# Task directions:
Go through the entries below and pick out every line with "BlobInjector".
───── Supplied records
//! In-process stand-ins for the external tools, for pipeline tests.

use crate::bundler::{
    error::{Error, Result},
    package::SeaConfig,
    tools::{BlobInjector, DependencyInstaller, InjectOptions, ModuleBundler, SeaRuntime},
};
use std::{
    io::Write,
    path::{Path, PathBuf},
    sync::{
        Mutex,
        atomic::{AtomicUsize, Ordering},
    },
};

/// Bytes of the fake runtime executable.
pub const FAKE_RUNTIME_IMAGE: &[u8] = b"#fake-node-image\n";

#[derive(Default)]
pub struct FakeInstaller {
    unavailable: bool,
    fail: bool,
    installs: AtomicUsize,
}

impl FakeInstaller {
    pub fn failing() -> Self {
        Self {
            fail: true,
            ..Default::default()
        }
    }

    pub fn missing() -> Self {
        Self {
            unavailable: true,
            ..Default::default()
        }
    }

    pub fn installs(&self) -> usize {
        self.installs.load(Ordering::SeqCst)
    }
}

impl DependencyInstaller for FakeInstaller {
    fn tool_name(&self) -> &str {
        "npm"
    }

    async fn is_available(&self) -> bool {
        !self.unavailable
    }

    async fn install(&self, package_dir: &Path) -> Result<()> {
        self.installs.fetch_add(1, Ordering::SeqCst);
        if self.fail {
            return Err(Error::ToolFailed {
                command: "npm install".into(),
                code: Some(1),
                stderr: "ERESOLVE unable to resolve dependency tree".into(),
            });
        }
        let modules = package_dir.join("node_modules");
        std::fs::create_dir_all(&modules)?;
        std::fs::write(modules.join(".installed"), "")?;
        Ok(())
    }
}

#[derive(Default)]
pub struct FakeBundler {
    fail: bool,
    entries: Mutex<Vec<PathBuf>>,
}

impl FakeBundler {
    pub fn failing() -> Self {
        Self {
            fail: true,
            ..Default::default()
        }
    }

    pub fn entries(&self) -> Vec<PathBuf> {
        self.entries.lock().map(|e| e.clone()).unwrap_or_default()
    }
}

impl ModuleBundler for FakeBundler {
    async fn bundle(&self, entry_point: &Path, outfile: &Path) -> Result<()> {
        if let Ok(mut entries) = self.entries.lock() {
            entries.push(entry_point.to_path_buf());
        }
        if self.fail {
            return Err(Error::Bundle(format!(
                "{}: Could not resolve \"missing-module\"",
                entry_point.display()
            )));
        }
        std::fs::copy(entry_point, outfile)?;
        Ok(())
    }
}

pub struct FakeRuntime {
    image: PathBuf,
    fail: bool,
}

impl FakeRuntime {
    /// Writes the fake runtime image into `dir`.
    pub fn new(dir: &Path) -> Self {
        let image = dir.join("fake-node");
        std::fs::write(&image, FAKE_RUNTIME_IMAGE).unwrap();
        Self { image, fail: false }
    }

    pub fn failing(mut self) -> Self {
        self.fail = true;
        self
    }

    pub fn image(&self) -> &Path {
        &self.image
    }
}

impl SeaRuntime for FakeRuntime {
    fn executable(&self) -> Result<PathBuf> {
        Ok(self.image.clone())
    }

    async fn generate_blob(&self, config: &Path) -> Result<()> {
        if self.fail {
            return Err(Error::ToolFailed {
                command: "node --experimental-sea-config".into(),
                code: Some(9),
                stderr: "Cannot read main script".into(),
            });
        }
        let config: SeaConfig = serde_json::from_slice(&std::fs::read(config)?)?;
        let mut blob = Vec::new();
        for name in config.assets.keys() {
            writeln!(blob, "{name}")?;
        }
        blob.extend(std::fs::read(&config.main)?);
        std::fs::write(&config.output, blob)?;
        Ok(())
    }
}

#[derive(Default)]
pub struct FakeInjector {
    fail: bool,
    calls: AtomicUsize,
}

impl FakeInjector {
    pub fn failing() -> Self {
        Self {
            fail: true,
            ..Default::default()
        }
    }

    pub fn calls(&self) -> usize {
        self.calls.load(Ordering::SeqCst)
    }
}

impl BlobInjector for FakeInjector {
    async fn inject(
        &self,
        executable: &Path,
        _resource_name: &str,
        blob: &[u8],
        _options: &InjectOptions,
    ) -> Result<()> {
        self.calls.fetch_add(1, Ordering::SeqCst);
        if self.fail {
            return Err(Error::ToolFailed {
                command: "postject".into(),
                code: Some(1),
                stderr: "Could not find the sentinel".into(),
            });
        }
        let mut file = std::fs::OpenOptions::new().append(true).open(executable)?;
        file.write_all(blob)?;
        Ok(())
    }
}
──────────
───── Supplied records
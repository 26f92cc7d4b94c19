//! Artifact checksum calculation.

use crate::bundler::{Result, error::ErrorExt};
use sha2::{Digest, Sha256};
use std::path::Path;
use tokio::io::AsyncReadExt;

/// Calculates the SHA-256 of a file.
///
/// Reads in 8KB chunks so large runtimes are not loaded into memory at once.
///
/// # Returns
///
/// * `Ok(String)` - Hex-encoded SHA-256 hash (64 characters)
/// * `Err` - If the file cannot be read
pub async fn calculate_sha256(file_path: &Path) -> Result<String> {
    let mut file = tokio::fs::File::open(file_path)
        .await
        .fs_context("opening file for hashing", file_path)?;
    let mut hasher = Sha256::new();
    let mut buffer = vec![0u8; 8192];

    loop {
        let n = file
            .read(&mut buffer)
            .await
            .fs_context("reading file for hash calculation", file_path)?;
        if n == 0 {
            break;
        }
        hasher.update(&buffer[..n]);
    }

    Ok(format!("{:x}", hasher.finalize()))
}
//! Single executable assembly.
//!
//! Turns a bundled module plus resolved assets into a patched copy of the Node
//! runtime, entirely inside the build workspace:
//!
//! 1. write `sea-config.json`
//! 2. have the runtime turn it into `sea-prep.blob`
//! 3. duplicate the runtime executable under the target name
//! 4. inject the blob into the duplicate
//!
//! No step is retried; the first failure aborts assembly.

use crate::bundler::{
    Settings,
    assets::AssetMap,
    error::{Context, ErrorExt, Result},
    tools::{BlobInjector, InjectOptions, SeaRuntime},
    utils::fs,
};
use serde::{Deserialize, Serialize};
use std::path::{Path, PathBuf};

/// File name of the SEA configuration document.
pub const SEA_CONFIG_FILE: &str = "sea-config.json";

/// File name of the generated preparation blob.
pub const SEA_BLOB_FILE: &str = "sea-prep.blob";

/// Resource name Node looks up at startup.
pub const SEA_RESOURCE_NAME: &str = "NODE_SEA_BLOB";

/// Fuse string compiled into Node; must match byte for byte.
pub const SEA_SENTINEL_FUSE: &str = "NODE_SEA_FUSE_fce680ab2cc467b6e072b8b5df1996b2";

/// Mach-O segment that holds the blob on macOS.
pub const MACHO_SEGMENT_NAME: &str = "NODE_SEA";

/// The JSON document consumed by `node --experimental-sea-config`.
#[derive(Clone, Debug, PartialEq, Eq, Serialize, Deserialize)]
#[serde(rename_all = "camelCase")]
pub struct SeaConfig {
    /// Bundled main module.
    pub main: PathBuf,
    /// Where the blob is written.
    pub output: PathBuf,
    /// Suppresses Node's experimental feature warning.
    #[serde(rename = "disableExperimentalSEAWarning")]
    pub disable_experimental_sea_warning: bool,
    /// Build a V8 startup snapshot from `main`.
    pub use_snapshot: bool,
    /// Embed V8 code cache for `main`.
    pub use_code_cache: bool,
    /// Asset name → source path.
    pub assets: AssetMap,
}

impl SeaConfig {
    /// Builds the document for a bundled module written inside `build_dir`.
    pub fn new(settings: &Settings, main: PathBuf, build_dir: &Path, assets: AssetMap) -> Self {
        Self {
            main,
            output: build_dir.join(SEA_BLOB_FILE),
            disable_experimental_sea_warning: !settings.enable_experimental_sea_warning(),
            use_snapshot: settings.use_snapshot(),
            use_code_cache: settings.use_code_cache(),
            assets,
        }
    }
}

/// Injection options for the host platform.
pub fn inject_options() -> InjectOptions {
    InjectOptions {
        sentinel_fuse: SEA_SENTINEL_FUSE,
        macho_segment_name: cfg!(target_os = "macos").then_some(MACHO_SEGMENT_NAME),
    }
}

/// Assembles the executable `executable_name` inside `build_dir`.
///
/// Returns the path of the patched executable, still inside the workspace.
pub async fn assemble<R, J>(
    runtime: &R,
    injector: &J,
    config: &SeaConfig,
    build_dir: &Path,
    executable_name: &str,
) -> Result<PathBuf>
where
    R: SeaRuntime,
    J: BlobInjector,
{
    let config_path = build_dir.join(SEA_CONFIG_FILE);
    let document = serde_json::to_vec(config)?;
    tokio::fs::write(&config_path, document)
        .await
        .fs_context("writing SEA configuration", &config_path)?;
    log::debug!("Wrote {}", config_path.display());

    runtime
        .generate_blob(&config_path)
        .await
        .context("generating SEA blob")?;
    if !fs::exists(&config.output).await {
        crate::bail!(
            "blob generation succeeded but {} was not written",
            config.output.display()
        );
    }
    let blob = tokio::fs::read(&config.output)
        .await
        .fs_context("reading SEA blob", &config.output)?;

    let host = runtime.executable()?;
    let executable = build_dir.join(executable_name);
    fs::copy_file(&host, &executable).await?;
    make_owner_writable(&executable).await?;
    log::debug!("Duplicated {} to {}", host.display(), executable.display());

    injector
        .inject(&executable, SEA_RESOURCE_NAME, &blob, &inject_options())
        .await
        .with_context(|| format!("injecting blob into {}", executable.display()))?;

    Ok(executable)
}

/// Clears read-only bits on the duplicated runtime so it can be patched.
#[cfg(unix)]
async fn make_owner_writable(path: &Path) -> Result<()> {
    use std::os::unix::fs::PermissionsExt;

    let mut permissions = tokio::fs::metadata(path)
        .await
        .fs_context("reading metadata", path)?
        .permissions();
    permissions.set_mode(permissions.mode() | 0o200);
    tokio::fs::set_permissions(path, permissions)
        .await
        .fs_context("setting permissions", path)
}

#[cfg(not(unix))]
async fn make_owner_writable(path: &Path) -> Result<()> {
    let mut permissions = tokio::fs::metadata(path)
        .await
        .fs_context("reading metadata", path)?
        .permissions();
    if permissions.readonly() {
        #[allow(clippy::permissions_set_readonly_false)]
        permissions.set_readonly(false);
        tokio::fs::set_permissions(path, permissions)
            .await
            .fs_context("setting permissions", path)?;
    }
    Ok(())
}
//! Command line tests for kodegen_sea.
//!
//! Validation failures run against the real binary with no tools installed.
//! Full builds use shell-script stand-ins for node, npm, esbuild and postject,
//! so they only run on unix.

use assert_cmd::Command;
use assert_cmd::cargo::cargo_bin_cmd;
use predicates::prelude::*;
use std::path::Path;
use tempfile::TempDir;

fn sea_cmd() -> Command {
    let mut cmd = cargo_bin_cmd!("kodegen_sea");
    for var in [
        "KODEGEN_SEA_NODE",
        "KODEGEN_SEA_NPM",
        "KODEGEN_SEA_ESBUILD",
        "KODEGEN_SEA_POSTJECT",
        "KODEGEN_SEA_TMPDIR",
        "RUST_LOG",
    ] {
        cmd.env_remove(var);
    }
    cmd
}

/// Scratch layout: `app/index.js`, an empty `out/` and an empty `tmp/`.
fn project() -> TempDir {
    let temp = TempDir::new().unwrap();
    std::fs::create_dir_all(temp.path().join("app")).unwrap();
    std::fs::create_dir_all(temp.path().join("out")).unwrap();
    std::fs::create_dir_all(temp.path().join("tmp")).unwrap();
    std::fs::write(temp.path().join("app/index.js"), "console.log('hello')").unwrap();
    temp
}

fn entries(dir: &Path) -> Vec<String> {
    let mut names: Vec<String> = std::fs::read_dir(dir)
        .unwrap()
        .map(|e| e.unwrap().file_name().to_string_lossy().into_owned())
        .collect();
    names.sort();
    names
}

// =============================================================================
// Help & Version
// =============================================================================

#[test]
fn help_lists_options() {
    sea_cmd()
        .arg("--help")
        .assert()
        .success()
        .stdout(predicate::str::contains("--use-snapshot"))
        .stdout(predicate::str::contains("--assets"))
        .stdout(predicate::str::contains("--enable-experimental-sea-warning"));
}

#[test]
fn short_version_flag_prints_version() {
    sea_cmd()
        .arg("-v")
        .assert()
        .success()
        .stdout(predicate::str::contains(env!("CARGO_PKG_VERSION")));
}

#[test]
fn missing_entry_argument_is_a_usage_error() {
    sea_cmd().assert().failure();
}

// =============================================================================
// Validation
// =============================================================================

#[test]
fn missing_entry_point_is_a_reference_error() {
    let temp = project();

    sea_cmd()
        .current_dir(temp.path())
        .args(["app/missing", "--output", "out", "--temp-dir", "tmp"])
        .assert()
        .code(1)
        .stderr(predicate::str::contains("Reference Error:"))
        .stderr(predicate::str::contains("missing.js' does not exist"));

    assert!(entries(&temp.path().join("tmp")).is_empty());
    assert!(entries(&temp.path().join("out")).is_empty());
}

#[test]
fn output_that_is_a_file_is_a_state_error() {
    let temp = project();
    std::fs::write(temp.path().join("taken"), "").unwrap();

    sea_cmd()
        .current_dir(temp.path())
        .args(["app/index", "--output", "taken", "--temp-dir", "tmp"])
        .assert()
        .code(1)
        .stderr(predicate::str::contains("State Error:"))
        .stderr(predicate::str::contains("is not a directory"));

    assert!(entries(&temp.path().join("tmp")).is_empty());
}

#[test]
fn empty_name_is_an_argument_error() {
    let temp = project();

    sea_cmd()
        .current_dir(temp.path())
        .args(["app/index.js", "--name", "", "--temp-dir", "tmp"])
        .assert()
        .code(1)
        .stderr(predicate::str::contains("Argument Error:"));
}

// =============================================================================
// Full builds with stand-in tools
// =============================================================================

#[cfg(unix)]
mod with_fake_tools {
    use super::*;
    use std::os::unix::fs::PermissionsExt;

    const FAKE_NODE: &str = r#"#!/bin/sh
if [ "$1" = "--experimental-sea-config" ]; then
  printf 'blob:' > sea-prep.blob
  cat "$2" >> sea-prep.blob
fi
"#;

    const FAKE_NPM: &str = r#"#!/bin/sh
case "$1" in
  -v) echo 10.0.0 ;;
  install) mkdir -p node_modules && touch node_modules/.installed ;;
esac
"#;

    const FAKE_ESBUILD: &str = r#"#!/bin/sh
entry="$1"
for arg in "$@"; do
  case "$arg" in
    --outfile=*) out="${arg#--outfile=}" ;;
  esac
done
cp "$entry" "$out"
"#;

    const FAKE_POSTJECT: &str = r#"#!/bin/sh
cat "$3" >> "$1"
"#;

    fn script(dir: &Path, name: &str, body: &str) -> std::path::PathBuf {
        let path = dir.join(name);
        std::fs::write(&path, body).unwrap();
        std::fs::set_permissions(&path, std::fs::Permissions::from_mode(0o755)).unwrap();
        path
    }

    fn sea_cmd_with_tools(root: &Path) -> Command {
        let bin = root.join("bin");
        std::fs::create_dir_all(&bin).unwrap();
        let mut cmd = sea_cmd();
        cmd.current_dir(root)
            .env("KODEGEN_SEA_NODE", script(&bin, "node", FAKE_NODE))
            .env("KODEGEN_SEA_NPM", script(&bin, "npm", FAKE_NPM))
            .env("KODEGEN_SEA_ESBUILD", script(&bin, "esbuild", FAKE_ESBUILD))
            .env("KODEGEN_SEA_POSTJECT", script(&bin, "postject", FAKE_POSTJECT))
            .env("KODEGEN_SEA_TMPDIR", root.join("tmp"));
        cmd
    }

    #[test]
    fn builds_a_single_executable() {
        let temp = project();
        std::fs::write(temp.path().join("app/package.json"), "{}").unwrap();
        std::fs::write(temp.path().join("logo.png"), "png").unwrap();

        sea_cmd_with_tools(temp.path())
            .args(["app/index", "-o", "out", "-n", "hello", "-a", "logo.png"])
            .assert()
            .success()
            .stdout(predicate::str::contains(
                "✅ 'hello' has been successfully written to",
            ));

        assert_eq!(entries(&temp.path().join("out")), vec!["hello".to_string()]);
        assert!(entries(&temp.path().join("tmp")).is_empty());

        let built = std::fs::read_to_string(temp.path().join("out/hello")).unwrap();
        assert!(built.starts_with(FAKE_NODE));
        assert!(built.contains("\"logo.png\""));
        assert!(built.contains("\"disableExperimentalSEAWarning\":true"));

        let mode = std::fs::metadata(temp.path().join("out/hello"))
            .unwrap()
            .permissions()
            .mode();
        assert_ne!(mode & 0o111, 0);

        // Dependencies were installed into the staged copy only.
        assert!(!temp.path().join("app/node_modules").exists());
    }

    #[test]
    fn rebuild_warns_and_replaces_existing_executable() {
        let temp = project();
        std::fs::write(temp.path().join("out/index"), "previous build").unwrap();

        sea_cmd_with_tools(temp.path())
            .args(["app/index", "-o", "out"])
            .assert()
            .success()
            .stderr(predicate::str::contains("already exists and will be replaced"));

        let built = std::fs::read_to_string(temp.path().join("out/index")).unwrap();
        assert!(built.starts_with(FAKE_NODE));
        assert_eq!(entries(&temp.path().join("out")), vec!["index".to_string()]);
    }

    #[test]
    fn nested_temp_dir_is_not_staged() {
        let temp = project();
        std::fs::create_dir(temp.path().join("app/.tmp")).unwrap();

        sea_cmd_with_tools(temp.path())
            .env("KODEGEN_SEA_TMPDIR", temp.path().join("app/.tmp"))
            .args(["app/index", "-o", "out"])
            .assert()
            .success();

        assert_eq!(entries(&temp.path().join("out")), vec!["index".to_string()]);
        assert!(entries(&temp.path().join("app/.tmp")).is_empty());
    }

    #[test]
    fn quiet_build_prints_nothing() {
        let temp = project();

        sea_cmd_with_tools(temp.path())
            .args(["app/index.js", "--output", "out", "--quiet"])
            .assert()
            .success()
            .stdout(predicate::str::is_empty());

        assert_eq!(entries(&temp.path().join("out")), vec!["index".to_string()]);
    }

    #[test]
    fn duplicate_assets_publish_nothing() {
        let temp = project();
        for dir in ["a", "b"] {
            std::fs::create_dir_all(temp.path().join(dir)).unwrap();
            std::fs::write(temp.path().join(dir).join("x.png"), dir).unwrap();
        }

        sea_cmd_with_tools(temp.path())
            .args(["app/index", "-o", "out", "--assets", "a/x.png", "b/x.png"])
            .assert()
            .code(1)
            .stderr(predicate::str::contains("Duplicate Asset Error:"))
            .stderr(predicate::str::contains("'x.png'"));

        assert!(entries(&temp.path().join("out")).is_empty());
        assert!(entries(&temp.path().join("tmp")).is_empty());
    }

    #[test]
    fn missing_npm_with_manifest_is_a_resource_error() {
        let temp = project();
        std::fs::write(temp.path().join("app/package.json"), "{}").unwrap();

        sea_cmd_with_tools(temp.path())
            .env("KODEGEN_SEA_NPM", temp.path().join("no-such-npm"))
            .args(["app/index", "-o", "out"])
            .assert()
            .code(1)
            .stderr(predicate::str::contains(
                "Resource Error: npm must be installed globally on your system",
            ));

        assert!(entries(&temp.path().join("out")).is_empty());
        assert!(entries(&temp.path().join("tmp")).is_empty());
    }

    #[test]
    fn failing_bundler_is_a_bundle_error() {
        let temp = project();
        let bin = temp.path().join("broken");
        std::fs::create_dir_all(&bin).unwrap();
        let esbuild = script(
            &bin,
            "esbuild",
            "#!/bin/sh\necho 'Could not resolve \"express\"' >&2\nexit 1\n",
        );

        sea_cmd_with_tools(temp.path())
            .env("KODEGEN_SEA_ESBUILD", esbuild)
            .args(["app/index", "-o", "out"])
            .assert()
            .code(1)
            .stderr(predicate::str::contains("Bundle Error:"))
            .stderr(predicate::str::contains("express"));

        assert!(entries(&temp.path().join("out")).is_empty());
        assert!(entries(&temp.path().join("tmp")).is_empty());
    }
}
──────────
───── Supplied records
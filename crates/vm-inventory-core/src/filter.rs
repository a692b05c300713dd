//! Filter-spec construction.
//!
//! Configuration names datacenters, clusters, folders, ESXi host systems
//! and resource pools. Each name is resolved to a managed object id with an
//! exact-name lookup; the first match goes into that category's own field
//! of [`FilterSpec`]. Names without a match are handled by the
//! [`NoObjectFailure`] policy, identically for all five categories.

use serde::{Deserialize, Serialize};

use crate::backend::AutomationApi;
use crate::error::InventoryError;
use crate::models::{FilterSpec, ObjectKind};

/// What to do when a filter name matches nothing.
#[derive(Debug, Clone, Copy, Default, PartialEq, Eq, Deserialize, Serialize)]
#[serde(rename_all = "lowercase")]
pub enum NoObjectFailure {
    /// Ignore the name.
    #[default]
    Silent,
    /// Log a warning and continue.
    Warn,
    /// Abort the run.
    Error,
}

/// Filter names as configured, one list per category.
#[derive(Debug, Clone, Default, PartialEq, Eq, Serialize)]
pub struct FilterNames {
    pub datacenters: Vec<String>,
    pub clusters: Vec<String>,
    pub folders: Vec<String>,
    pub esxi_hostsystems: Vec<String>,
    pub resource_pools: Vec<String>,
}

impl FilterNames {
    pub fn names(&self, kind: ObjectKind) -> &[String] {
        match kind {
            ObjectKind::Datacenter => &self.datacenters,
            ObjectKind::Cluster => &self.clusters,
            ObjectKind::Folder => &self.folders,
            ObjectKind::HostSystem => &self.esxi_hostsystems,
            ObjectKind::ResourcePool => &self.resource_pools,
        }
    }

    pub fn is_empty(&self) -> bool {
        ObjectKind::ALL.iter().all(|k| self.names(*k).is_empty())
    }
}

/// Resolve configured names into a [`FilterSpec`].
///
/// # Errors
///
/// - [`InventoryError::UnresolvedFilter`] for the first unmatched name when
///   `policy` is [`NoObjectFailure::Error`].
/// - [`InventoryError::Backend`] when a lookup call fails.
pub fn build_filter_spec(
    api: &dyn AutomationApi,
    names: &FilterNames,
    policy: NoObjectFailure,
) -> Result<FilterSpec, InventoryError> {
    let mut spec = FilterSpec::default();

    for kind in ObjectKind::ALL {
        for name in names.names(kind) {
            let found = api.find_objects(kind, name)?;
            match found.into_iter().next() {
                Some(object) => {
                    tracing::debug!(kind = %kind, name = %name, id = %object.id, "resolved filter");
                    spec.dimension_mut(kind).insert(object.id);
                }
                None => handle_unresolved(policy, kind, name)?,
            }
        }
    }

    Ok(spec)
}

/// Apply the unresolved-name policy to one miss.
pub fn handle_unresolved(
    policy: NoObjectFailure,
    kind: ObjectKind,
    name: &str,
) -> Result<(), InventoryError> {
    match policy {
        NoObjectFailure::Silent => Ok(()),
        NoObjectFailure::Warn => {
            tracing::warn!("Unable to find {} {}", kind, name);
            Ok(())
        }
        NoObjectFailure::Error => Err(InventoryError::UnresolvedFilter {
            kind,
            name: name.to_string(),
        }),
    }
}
──────────
# Output for this exercise:
    tools::{BlobInjector, DependencyInstaller, InjectOptions, ModuleBundler, SeaRuntime},
impl BlobInjector for FakeInjector {
    tools::{BlobInjector, InjectOptions, SeaRuntime},
    J: BlobInjector,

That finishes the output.